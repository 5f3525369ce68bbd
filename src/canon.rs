//! Command canonicalization
//!
//! Collapses invocations that differ only in incidental values (a timestamp,
//! a path, a branch hash) into one representative string. The canonical text
//! doubles as the card's display text and, hashed, as its identity key.
//!
//! The masking passes are a stateless ordered list of pure substitution
//! rules applied sequentially; there is no shared pattern registry. Order
//! matters (URLs are masked before the numbers inside them, for example) and
//! is fixed to keep identities stable across runs.

use lazy_static::lazy_static;
use regex::Regex;
use sha2::{Digest, Sha256};

use crate::scrub::email_pattern;

lazy_static! {
    static ref QUOTED: Regex = Regex::new(r#"'[^']+'|"[^"]+""#).unwrap();
    static ref URL: Regex = Regex::new(r"https?://\S+").unwrap();
    static ref UUID: Regex = Regex::new(
        r"\b[0-9a-fA-F]{8}-[0-9a-fA-F]{4}-[0-9a-fA-F]{4}-[0-9a-fA-F]{4}-[0-9a-fA-F]{12}\b"
    )
    .unwrap();
    /// 7-40 lowercase hex chars: git short/long hashes. False positives on
    /// other hex-like tokens are an accepted heuristic cost.
    static ref SHA: Regex = Regex::new(r"\b[0-9a-f]{7,40}\b").unwrap();
    static ref IP: Regex = Regex::new(r"\b\d{1,3}(\.\d{1,3}){3}\b").unwrap();
    static ref BIG_NUM: Regex = Regex::new(r"\b\d{3,}\b").unwrap();
    static ref VAR_ASSIGN: Regex =
        Regex::new(r"\b[A-Za-z_][A-Za-z0-9_]*=([^ \t]+)").unwrap();
    static ref PATH_LIKE: Regex =
        Regex::new(r"(~|\.{1,2}|/)[\w@./\-+:%]+").unwrap();
    static ref WS: Regex = Regex::new(r"\s+").unwrap();
}

/// Flags whose following token is a value, and the placeholder that value
/// collapses to. Extend by adding entries, not by branching logic.
const VALUE_FLAGS: &[(&str, &str)] = &[
    ("-o", "<PATH>"),
    ("--output", "<PATH>"),
    ("-i", "<PATH>"),
    ("--input", "<PATH>"),
    ("-f", "<FILE>"),
    ("--file", "<FILE>"),
    ("-n", "<NS>"),
    ("--namespace", "<NS>"),
    ("--context", "<CTX>"),
    ("-r", "<REPO>"),
    ("--repo", "<REPO>"),
    ("--kubeconfig", "<PATH>"),
    ("--config", "<PATH>"),
];

fn value_flag_placeholder(flag: &str) -> Option<&'static str> {
    VALUE_FLAGS
        .iter()
        .find(|(name, _)| *name == flag)
        .map(|(_, ph)| *ph)
}

/// Canonicalize a scrubbed command line.
///
/// Idempotent: `canonicalize(canonicalize(x)) == canonicalize(x)`. Two raw
/// commands differing only in a numeric ID, a quoted string, or a path
/// produce the same canonical text.
pub fn canonicalize(line: &str) -> String {
    // Ordered substitution rules. Quotes first so their contents never leak
    // into the later passes; URLs before numbers so an ID inside a URL is
    // covered by <URL>, not <NUM>.
    let s = QUOTED.replace_all(line, "<STR>");
    let s = URL.replace_all(&s, "<URL>");
    let s = email_pattern().replace_all(&s, "***@***");
    let s = UUID.replace_all(&s, "<UUID>");
    let s = SHA.replace_all(&s, "<SHA>");
    let s = IP.replace_all(&s, "<IP>");
    let s = BIG_NUM.replace_all(&s, "<NUM>");
    let s = VAR_ASSIGN.replace_all(&s, "$${VAR}=<VAL>");
    let s = PATH_LIKE.replace_all(&s, "<PATH>");

    // Token-level pass: values following known flags.
    let mut tokens: Vec<String> = s.split_whitespace().map(str::to_string).collect();
    for i in 0..tokens.len() {
        if let Some(ph) = value_flag_placeholder(&tokens[i]) {
            if i + 1 < tokens.len() && !tokens[i + 1].starts_with('-') {
                tokens[i + 1] = ph.to_string();
            }
        }
    }

    let tokens = stable_flag_order(tokens);

    let out = tokens.join(" ");
    WS.replace_all(&out, " ").trim().to_string()
}

/// Hex-encoded SHA-256 of the canonical text; the card's stable identity.
pub fn command_id(canonical: &str) -> String {
    let mut hasher = Sha256::new();
    hasher.update(canonical.as_bytes());
    format!("{:x}", hasher.finalize())
}

/// Sort bare `--long` flags lexicographically so that flag order never
/// splits one command into two identities. The flags are sorted within the
/// slots they already occupy: every other token (the command name, value
/// flags with their paired value, positional arguments) keeps its position.
fn stable_flag_order(tokens: Vec<String>) -> Vec<String> {
    let mut out = tokens;

    // Value-taking flags are exactly the ones unsafe to move: they stay
    // glued to their value wherever they appear.
    let slots: Vec<usize> = out
        .iter()
        .enumerate()
        .filter(|(_, t)| t.starts_with("--") && value_flag_placeholder(t).is_none())
        .map(|(i, _)| i)
        .collect();

    let mut flags: Vec<String> = slots.iter().map(|&s| out[s].clone()).collect();
    flags.sort();
    for (slot, flag) in slots.into_iter().zip(flags) {
        out[slot] = flag;
    }
    out
}

/// Token classifiers shared with the cloze generator.
pub(crate) fn looks_like_url(token: &str) -> bool {
    URL.is_match(token)
}

pub(crate) fn looks_like_path(token: &str) -> bool {
    PATH_LIKE.is_match(token)
}

pub(crate) fn looks_like_hash(token: &str) -> bool {
    SHA.is_match(token) || UUID.is_match(token)
}

pub(crate) fn looks_like_big_number(token: &str) -> bool {
    BIG_NUM.is_match(token)
}

#[cfg(test)]
mod tests {
    use super::*;
    use proptest::prelude::*;

    #[test]
    fn test_quoted_spans_masked() {
        assert_eq!(
            canonicalize(r#"git commit -m "fix the thing""#),
            "git commit -m <STR>"
        );
        assert_eq!(canonicalize("echo 'hello world'"), "echo <STR>");
    }

    #[test]
    fn test_url_masks_before_numbers() {
        let a = canonicalize("curl https://api.example.com/v1/users/12345");
        let b = canonicalize("curl https://api.example.com/v1/users/67890");
        assert_eq!(a, "curl <URL>");
        assert_eq!(a, b);
        assert_eq!(command_id(&a), command_id(&b));
    }

    #[test]
    fn test_volatile_atoms() {
        assert_eq!(
            canonicalize("git checkout 3f2a9bc"),
            "git checkout <SHA>"
        );
        assert_eq!(
            canonicalize("kubectl logs pod-a1 --context=prod 550e8400-e29b-41d4-a716-446655440000"),
            canonicalize("kubectl logs pod-a1 --context=prod 123e4567-e89b-12d3-a456-426614174000")
        );
        assert_eq!(canonicalize("ping 10.0.12.7"), "ping <IP>");
        assert_eq!(canonicalize("kill 48213"), "kill <NUM>");
        // short numbers survive
        assert_eq!(canonicalize("sleep 20"), "sleep 20");
    }

    #[test]
    fn test_env_assignment() {
        assert_eq!(
            canonicalize("RUST_LOG=debug cargo run"),
            "${VAR}=<VAL> cargo run"
        );
    }

    #[test]
    fn test_paths_masked() {
        assert_eq!(canonicalize("cat ./notes/today.md"), "cat <PATH>");
        assert_eq!(canonicalize("cat ~/notes/today.md"), "cat <PATH>");
        assert_eq!(
            canonicalize("tar xzf /tmp/build-artifacts.tgz"),
            "tar xzf <PATH>"
        );
    }

    #[test]
    fn test_value_flag_substitution() {
        assert_eq!(
            canonicalize("kubectl apply -f deploy.yaml --namespace production"),
            "kubectl apply -f <FILE> --namespace <NS>"
        );
        // a flag following a value flag is never stomped
        assert_eq!(
            canonicalize("kubectl get pods -n --context prod"),
            "kubectl get pods -n --context <CTX>"
        );
    }

    #[test]
    fn test_stable_flag_order() {
        assert_eq!(
            canonicalize("tool --b-flag --a-flag x"),
            canonicalize("tool --a-flag --b-flag x")
        );
        assert_eq!(
            canonicalize("tool --b-flag --a-flag x"),
            "tool --a-flag --b-flag x"
        );
    }

    #[test]
    fn test_flag_order_all_flags_no_command() {
        // degenerate input: every token is a bare long flag
        assert_eq!(canonicalize("--zeta --alpha"), "--alpha --zeta");
    }

    #[test]
    fn test_whitespace_collapsed() {
        assert_eq!(canonicalize("  git   status  "), "git status");
    }

    #[test]
    fn test_idempotent_examples() {
        for cmd in [
            "git rebase -i HEAD~5 --autosquash",
            "kubectl apply -f ./deploy/prod.yaml --namespace production",
            "docker run -it --rm -v /data:/data img:latest",
            "curl https://api.example.com/v1/users/12345",
            "FOO=bar make -j8 all",
        ] {
            let once = canonicalize(cmd);
            assert_eq!(canonicalize(&once), once, "not a fixpoint: {}", cmd);
        }
    }

    #[test]
    fn test_command_id_deterministic() {
        let id = command_id("git rebase -i <PATH>");
        assert_eq!(id.len(), 64);
        assert_eq!(id, command_id("git rebase -i <PATH>"));
        assert_ne!(id, command_id("git rebase -i <NUM>"));
    }

    proptest! {
        // Command-shaped input. Quote chars are excluded: an unpaired quote
        // can pair up with another leftover after masking, so idempotence
        // only holds once quoting is well-formed.
        #[test]
        fn prop_canonicalize_idempotent(line in "[a-zA-Z0-9 ./~_=:|&<>-]{0,100}") {
            let once = canonicalize(&line);
            prop_assert_eq!(canonicalize(&once), once);
        }
    }
}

━━━━━━━━

- Aim of the task: Every line in the listing above that mentions "rebase" should be returned.

- Output of the task:
            "git rebase -i HEAD~5 --autosquash",
        let id = command_id("git rebase -i <PATH>");
        assert_eq!(id, command_id("git rebase -i <PATH>"));
        assert_ne!(id, command_id("git rebase -i <NUM>"));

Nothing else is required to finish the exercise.